→ Task prompt: Among the records that follow, how many lines include the string "Infallible"? Only the number is wanted.

→ Extracted information:
= = =

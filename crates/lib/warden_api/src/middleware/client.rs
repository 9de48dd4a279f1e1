//! Client address and user agent for the session log.

use std::convert::Infallible;
use std::net::SocketAddr;

use axum::extract::{ConnectInfo, FromRequestParts};
use axum::http::HeaderMap;
use axum::http::header::USER_AGENT;
use axum::http::request::Parts;
use warden_core::models::auth::ClientInfo;

const X_FORWARDED_FOR: &str = "x-forwarded-for";
const X_REAL_IP: &str = "x-real-ip";

fn header_str<'a>(headers: &'a HeaderMap, name: &str) -> Option<&'a str> {
    headers
        .get(name)
        .and_then(|v| v.to_str().ok())
        .map(str::trim)
        .filter(|v| !v.is_empty())
}

/// Extracts [`ClientInfo`]: first `X-Forwarded-For` hop, then `X-Real-IP`,
/// then the peer address.
#[derive(Debug, Clone)]
pub struct ClientMeta(pub ClientInfo);

impl<S> FromRequestParts<S> for ClientMeta
where
    S: Send + Sync,
{
    type Rejection = Infallible;

    async fn from_request_parts(parts: &mut Parts, _state: &S) -> Result<Self, Self::Rejection> {
        let forwarded = header_str(&parts.headers, X_FORWARDED_FOR)
            .and_then(|v| v.split(',').next())
            .map(str::trim)
            .filter(|v| !v.is_empty());
        let ip = forwarded
            .or_else(|| header_str(&parts.headers, X_REAL_IP))
            .map(str::to_string)
            .or_else(|| {
                parts
                    .extensions
                    .get::<ConnectInfo<SocketAddr>>()
                    .map(|ConnectInfo(addr)| addr.ip().to_string())
            })
            .unwrap_or_else(|| "unknown".to_string());
        let user_agent = header_str(&parts.headers, USER_AGENT.as_str())
            .unwrap_or_default()
            .to_string();

        Ok(Self(ClientInfo::new(ip, user_agent)))
    }
}
//! Authentication configuration.
//!
//! Built once at process start and handed to [`crate::auth::jwt::TokenCodec`]
//! and [`crate::auth::engine::AuthEngine`]. Nothing in this crate reads the
//! environment directly.

use std::fmt;

use chrono::Duration;
use thiserror::Error;

use crate::auth::password::DEFAULT_BCRYPT_COST;

/// Access token lifetime: 15 minutes.
pub const ACCESS_TOKEN_EXPIRY_SECS: i64 = 15 * 60;

/// Refresh token lifetime: 7 days.
pub const REFRESH_TOKEN_EXPIRY_SECS: i64 = 7 * 24 * 60 * 60;

/// Email verification link lifetime: 1 hour.
pub const VERIFY_EMAIL_EXPIRY_SECS: i64 = 60 * 60;

/// Password reset link lifetime: 15 minutes.
pub const PASSWORD_RESET_EXPIRY_SECS: i64 = 15 * 60;

/// Configuration errors detected at start-up.
#[derive(Debug, Error, PartialEq, Eq)]
pub enum ConfigError {
    #[error("{0} is not set")]
    Missing(&'static str),

    #[error("access and refresh secrets must differ")]
    SharedSecret,

    #[error("bcrypt cost {0} is outside 4..=31")]
    BcryptCost(u32),

    #[error("invalid value for {name}: {reason}")]
    Invalid { name: &'static str, reason: String },
}

/// Secrets, lifetimes and hashing parameters for the auth engine.
#[derive(Clone)]
pub struct AuthConfig {
    /// HMAC secret for access tokens.
    pub access_secret: String,
    /// HMAC secret for refresh tokens. Must differ from `access_secret`.
    pub refresh_secret: String,
    pub access_ttl: Duration,
    pub refresh_ttl: Duration,
    pub verify_email_ttl: Duration,
    pub password_reset_ttl: Duration,
    pub bcrypt_cost: u32,
    /// Public URL used to build links in outgoing emails.
    pub base_url: String,
}

impl AuthConfig {
    /// Config with default lifetimes and bcrypt cost.
    pub fn new(
        access_secret: impl Into<String>,
        refresh_secret: impl Into<String>,
        base_url: impl Into<String>,
    ) -> Self {
        Self {
            access_secret: access_secret.into(),
            refresh_secret: refresh_secret.into(),
            access_ttl: Duration::seconds(ACCESS_TOKEN_EXPIRY_SECS),
            refresh_ttl: Duration::seconds(REFRESH_TOKEN_EXPIRY_SECS),
            verify_email_ttl: Duration::seconds(VERIFY_EMAIL_EXPIRY_SECS),
            password_reset_ttl: Duration::seconds(PASSWORD_RESET_EXPIRY_SECS),
            bcrypt_cost: DEFAULT_BCRYPT_COST,
            base_url: base_url.into().trim_end_matches('/').to_string(),
        }
    }

    pub fn with_bcrypt_cost(mut self, cost: u32) -> Self {
        self.bcrypt_cost = cost;
        self
    }

    /// Reject configurations that would weaken token separation.
    pub fn validate(&self) -> Result<(), ConfigError> {
        if self.access_secret.is_empty() {
            return Err(ConfigError::Missing("JWT_ACCESS_SECRET"));
        }
        if self.refresh_secret.is_empty() {
            return Err(ConfigError::Missing("JWT_REFRESH_SECRET"));
        }
        if self.access_secret == self.refresh_secret {
            return Err(ConfigError::SharedSecret);
        }
        if !(4..=31).contains(&self.bcrypt_cost) {
            return Err(ConfigError::BcryptCost(self.bcrypt_cost));
        }
        Ok(())
    }
}

impl fmt::Debug for AuthConfig {
    fn fmt(&self, f: &mut fmt::Formatter<'_>) -> fmt::Result {
        f.debug_struct("AuthConfig")
            .field("access_secret", &"<redacted>")
            .field("refresh_secret", &"<redacted>")
            .field("access_ttl", &self.access_ttl)
            .field("refresh_ttl", &self.refresh_ttl)
            .field("verify_email_ttl", &self.verify_email_ttl)
            .field("password_reset_ttl", &self.password_reset_ttl)
            .field("bcrypt_cost", &self.bcrypt_cost)
            .field("base_url", &self.base_url)
            .finish()
    }
}
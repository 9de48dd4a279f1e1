//! # warden_api
//!
//! HTTP API library for Warden.

pub mod config;
pub mod error;
pub mod handlers;
pub mod middleware;
pub mod models;
pub mod routes;
pub mod services;
pub mod validation;

use std::sync::Arc;
use std::time::Duration;

use axum::Router;
use axum::http::{HeaderValue, Method, header};
use axum::routing::{delete, get, patch, post};
use sqlx::PgPool;
use tokio_util::sync::CancellationToken;
use tower_http::cors::{AllowOrigin, CorsLayer};
use tower_http::trace::TraceLayer;
use tracing::warn;
use warden_core::auth::engine::AuthEngine;
use warden_core::auth::federation::Federation;
use warden_core::clock::Clock;
use warden_core::context::RequestContext;
use warden_core::mail::Mailer;
use warden_core::store::{Store, UserStore};
use warden_core::users::UserService;

use crate::config::ApiConfig;
use crate::handlers::{auth, health, oauth, users};
use crate::services::oauth::GithubOAuth;

/// Shared application state passed to all handlers.
#[derive(Clone)]
pub struct AppState {
    pub engine: Arc<AuthEngine>,
    pub federation: Arc<Federation>,
    pub users: Arc<UserService>,
    /// `None` when GitHub login is not configured.
    pub github: Option<Arc<GithubOAuth>>,
    /// Only used by the health check.
    pub pool: Option<PgPool>,
    pub config: Arc<ApiConfig>,
    pub clock: Arc<dyn Clock>,
    /// Cancelled on shutdown; every request context is a child of it.
    pub shutdown: CancellationToken,
}

impl AppState {
    pub fn new(
        config: ApiConfig,
        store: Arc<dyn Store>,
        mailer: Arc<dyn Mailer>,
        clock: Arc<dyn Clock>,
    ) -> Self {
        let user_store: Arc<dyn UserStore> = store.clone();
        let engine = AuthEngine::new(config.auth.clone(), store, mailer, clock.clone());
        let github = config
            .github
            .clone()
            .map(|github| Arc::new(GithubOAuth::new(github)));
        Self {
            engine: Arc::new(engine),
            federation: Arc::new(Federation::new(user_store.clone())),
            users: Arc::new(UserService::new(user_store)),
            github,
            pool: None,
            config: Arc::new(config),
            clock,
            shutdown: CancellationToken::new(),
        }
    }

    pub fn with_pool(mut self, pool: PgPool) -> Self {
        self.pool = Some(pool);
        self
    }

    pub fn with_shutdown(mut self, shutdown: CancellationToken) -> Self {
        self.shutdown = shutdown;
        self
    }

    /// Deadline and cancellation for one inbound request.
    pub fn request_context(&self) -> RequestContext {
        RequestContext::with_timeout(self.config.request_timeout)
            .with_cancellation(self.shutdown.child_token())
    }
}

/// Run embedded database migrations.
///
/// Delegates to `warden_core::migrate::migrate()` which owns the migration files.
pub async fn migrate(pool: &PgPool) -> Result<(), sqlx::migrate::MigrateError> {
    warden_core::migrate::migrate(pool).await
}

fn cors_layer(origins: &[String]) -> CorsLayer {
    let origins: Vec<HeaderValue> = origins
        .iter()
        .filter_map(|origin| match HeaderValue::from_str(origin) {
            Ok(value) => Some(value),
            Err(_) => {
                warn!(origin = %origin, "ignoring invalid CORS origin");
                None
            }
        })
        .collect();

    CorsLayer::new()
        .allow_origin(AllowOrigin::list(origins))
        .allow_credentials(true)
        .allow_methods([
            Method::GET,
            Method::POST,
            Method::PATCH,
            Method::DELETE,
            Method::OPTIONS,
        ])
        .allow_headers([header::CONTENT_TYPE, header::AUTHORIZATION])
        .max_age(Duration::from_secs(12 * 60 * 60))
}

/// Builds the Axum router with all routes and shared state.
pub fn router(state: AppState) -> Router {
    let cors = cors_layer(&state.config.allowed_origins);

    // Public routes (no auth required)
    let public = Router::new()
        .route(routes::GET_HEALTH, get(health::health))
        .route(routes::POST_AUTH_REGISTER, post(auth::register_handler))
        .route(routes::POST_AUTH_LOGIN, post(auth::login_handler))
        .route(routes::POST_AUTH_LOGOUT, post(auth::logout_handler))
        .route(routes::POST_AUTH_REFRESH, post(auth::refresh_handler))
        .route(
            routes::POST_AUTH_FORGOT_PASSWORD,
            post(auth::forgot_password_handler),
        )
        .route(
            routes::POST_AUTH_RESET_PASSWORD,
            post(auth::reset_password_handler),
        )
        .route(
            routes::POST_AUTH_VERIFY_EMAIL,
            post(auth::verify_email_handler),
        )
        .route(
            routes::POST_AUTH_VERIFY_EMAIL_RESEND,
            post(auth::resend_verify_email_handler),
        )
        .route(routes::GET_AUTH_PROVIDER, get(oauth::begin_handler))
        .route(
            routes::GET_AUTH_PROVIDER_CALLBACK,
            get(oauth::callback_handler),
        );

    // Protected routes (require auth)
    let protected = Router::new()
        .route(routes::GET_USER_ME, get(users::me_handler))
        .route(routes::GET_USER_ALL, get(users::list_users_handler))
        .route(routes::GET_USER_EMAIL, get(users::get_user_by_email_handler))
        .route(routes::GET_USER_ID, get(users::get_user_handler))
        .route(routes::PATCH_USER_UPDATE, patch(users::update_user_handler))
        .route(routes::DELETE_USER_ID, delete(users::delete_user_handler))
        .layer(axum::middleware::from_fn_with_state(
            state.clone(),
            middleware::auth::require_auth,
        ));

    Router::new()
        .merge(public)
        .merge(protected)
        .layer(TraceLayer::new_for_http())
        .layer(cors)
        .with_state(state)
}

= = =

→ Your solution: 2